* **WORK REQUEST**
List all lines of the data containing the word "DumpStmt".
=== RECORDS FOR THIS TASK ===
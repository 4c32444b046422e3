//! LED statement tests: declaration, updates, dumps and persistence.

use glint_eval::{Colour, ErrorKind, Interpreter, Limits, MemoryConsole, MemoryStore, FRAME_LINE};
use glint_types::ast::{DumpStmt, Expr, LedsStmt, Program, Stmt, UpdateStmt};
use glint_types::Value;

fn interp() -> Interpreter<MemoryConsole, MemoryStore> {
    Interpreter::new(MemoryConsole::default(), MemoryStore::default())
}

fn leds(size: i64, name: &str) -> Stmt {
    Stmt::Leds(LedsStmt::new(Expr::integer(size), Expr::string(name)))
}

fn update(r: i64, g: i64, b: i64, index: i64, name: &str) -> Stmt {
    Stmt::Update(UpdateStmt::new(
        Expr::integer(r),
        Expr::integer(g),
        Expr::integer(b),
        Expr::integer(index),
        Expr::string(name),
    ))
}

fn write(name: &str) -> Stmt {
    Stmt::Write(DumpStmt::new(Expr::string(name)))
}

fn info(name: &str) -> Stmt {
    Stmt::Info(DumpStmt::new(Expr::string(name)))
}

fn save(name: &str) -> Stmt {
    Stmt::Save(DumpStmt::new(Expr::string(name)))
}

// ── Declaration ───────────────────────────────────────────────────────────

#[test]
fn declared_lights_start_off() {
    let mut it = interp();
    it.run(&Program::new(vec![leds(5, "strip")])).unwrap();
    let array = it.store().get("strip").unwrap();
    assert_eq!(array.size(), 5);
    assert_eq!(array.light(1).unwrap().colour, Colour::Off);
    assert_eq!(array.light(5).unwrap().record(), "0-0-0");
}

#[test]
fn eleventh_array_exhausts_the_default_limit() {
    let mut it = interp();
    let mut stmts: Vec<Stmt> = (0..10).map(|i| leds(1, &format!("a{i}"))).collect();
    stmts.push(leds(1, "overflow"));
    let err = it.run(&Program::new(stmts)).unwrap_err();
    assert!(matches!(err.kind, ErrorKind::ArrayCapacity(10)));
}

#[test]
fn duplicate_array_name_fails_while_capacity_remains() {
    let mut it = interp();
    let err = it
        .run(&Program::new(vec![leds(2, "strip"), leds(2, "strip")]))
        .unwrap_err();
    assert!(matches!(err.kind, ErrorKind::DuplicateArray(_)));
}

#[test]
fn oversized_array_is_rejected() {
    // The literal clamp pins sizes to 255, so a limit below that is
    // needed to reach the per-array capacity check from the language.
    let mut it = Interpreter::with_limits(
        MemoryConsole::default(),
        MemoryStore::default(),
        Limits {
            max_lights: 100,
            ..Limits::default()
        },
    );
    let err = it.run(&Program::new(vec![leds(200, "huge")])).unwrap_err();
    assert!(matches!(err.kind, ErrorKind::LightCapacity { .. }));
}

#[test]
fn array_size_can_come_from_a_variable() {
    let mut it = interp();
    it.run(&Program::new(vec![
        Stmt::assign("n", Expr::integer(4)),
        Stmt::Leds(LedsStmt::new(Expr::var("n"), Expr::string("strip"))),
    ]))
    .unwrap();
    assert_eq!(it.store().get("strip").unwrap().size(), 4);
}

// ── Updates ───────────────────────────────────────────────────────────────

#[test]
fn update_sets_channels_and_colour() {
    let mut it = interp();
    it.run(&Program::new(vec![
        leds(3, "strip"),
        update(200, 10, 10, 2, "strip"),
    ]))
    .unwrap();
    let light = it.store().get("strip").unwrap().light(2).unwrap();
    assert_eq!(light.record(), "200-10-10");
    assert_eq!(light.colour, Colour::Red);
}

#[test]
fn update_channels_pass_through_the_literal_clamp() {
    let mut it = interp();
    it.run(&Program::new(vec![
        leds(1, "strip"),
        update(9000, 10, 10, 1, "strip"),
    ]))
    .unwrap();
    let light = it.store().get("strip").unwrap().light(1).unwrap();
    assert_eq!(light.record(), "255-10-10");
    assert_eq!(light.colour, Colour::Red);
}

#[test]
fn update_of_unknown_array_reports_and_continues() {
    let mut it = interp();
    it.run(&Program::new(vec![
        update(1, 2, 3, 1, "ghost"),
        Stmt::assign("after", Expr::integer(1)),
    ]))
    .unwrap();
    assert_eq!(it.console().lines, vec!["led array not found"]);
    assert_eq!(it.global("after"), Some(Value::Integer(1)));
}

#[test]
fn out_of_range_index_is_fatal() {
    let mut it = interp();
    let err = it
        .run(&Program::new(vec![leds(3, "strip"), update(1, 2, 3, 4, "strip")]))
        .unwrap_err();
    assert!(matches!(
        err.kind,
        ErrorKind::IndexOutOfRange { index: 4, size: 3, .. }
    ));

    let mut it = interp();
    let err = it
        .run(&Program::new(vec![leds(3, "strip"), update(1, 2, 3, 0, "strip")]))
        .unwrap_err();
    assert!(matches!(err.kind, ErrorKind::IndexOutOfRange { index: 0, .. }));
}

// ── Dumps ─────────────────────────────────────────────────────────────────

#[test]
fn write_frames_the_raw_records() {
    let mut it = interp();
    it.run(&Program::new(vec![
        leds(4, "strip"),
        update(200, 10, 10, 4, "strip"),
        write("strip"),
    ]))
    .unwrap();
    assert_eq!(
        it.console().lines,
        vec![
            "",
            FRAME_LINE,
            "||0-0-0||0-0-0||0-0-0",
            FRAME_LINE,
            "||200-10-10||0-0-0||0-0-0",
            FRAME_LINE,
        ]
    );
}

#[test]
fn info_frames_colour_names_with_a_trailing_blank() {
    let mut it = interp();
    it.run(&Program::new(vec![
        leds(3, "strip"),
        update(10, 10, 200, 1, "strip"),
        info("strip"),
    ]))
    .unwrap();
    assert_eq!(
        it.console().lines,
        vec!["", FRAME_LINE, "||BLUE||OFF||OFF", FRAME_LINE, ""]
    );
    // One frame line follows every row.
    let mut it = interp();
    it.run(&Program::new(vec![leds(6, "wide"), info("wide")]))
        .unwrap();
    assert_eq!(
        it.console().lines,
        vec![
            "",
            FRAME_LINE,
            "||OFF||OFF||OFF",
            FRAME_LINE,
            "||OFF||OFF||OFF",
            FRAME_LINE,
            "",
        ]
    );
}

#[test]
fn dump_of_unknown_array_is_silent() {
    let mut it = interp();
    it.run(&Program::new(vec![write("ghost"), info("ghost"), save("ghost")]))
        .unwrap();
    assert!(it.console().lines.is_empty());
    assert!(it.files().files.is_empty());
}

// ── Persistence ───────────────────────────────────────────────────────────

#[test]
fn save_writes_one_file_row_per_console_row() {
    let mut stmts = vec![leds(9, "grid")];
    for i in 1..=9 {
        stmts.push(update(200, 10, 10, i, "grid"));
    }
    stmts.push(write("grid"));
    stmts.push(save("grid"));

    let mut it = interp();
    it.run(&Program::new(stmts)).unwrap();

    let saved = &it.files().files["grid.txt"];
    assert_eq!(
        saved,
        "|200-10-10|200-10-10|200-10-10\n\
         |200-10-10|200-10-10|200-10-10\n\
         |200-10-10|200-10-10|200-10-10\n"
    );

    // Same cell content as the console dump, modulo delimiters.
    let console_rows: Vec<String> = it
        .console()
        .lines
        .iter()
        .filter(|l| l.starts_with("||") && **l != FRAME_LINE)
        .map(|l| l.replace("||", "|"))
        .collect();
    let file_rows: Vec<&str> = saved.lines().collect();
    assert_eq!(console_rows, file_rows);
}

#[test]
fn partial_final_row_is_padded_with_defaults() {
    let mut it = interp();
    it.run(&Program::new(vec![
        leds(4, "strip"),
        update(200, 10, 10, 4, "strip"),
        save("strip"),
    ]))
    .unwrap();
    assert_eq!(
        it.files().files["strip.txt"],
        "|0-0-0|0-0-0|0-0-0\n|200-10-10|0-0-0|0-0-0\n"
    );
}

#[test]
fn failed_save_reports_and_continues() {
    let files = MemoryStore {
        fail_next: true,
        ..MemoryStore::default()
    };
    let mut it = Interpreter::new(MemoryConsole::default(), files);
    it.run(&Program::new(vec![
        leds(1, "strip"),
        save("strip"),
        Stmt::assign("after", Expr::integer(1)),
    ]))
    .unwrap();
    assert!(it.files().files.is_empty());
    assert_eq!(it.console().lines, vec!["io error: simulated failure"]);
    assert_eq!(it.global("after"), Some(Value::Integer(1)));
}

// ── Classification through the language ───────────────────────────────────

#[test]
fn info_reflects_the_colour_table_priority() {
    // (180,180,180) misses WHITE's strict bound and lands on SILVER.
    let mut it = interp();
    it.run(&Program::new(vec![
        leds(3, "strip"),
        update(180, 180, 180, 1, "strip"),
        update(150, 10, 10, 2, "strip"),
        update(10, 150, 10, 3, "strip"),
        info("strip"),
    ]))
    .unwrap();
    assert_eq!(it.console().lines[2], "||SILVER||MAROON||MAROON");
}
===
* **RESULT OF THE EXERCISE**
use glint_types::ast::{DumpStmt, Expr, LedsStmt, Program, Stmt, UpdateStmt};
    Stmt::Write(DumpStmt::new(Expr::string(name)))
    Stmt::Info(DumpStmt::new(Expr::string(name)))
    Stmt::Save(DumpStmt::new(Expr::string(name)))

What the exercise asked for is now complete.